▶ **INFORMATION**:
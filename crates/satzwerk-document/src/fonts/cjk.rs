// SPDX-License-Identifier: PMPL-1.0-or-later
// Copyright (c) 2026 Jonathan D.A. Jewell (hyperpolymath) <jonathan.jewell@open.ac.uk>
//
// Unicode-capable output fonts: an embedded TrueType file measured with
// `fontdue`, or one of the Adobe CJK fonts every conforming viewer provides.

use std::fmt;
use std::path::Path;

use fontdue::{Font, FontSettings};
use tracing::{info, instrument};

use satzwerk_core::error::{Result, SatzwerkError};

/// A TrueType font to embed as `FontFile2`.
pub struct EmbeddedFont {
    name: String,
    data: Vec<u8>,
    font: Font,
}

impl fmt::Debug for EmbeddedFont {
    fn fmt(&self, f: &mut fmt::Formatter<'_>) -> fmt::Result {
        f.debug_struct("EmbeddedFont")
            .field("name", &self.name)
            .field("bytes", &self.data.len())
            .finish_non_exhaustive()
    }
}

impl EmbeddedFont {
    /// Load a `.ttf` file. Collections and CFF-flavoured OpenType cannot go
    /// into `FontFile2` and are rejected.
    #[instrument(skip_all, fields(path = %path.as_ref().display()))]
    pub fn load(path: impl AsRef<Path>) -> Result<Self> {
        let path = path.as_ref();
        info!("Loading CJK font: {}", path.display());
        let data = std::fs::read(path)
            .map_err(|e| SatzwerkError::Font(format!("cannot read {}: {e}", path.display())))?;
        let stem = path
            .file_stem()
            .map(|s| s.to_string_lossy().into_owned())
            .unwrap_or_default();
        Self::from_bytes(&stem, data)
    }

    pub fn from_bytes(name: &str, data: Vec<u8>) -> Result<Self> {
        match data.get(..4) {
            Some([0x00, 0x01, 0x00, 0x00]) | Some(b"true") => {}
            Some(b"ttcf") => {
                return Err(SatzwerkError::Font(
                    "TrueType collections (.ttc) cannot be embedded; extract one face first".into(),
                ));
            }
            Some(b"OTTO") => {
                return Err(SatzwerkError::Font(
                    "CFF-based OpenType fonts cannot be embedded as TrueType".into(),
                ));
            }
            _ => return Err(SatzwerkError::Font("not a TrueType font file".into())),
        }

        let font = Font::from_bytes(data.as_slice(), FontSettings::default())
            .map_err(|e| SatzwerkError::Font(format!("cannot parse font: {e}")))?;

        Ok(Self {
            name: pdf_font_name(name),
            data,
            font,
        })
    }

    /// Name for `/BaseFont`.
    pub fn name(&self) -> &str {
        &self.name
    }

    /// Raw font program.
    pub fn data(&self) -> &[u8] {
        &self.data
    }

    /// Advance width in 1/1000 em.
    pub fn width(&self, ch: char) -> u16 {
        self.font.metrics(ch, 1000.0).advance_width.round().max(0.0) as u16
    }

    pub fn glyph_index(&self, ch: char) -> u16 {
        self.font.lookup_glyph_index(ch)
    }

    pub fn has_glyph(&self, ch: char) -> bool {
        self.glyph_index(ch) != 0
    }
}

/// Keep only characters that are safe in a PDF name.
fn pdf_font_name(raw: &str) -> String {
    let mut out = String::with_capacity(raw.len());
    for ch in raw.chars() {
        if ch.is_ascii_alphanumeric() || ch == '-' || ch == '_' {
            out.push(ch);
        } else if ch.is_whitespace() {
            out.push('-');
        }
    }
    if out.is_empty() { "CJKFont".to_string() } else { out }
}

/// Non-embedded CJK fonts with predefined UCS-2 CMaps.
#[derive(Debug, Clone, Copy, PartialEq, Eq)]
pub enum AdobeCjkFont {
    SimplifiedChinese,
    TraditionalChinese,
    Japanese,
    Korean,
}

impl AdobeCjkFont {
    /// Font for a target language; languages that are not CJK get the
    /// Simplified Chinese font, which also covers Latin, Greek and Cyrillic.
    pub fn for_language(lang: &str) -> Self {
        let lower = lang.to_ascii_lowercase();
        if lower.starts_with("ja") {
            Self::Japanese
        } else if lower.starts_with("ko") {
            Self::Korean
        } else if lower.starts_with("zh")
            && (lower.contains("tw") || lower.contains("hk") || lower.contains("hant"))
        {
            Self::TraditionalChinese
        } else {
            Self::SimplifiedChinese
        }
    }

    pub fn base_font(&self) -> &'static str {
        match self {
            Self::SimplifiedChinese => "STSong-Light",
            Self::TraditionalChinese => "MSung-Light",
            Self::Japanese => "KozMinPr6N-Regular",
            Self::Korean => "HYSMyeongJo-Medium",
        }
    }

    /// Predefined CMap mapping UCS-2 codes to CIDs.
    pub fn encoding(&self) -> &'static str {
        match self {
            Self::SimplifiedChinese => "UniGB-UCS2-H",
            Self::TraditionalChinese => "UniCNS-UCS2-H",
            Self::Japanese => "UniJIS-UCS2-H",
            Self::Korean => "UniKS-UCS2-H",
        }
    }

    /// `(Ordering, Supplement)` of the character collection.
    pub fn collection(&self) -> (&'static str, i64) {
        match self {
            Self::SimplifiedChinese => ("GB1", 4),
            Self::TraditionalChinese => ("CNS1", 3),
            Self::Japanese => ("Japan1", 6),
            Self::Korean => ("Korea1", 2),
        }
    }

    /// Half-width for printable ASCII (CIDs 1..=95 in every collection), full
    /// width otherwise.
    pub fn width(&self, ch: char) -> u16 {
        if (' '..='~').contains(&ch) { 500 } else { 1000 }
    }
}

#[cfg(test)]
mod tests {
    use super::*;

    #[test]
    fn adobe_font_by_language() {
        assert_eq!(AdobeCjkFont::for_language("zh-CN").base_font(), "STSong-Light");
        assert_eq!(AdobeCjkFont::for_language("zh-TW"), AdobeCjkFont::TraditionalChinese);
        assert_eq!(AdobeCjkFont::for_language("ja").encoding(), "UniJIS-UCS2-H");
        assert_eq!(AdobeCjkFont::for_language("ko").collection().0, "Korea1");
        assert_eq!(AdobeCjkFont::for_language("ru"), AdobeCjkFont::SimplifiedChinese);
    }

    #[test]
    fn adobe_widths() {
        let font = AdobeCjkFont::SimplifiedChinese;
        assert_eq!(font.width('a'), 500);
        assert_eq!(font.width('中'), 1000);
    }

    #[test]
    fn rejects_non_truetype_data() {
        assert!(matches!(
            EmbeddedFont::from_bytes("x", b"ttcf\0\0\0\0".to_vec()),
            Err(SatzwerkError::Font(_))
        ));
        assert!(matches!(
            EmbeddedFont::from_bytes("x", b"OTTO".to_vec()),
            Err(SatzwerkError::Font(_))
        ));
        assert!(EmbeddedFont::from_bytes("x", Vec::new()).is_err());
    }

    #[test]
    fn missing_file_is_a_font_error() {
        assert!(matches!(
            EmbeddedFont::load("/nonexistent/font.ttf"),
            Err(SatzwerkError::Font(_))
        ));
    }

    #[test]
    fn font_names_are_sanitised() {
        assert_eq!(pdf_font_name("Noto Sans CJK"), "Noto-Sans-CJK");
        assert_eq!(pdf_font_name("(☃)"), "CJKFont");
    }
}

▶ **ASSIGNED TASK**:
Each line that holds the string "instrument" counts once. Give the total for the listing and nothing else.

▶ **EXERCISE RESULT**:
2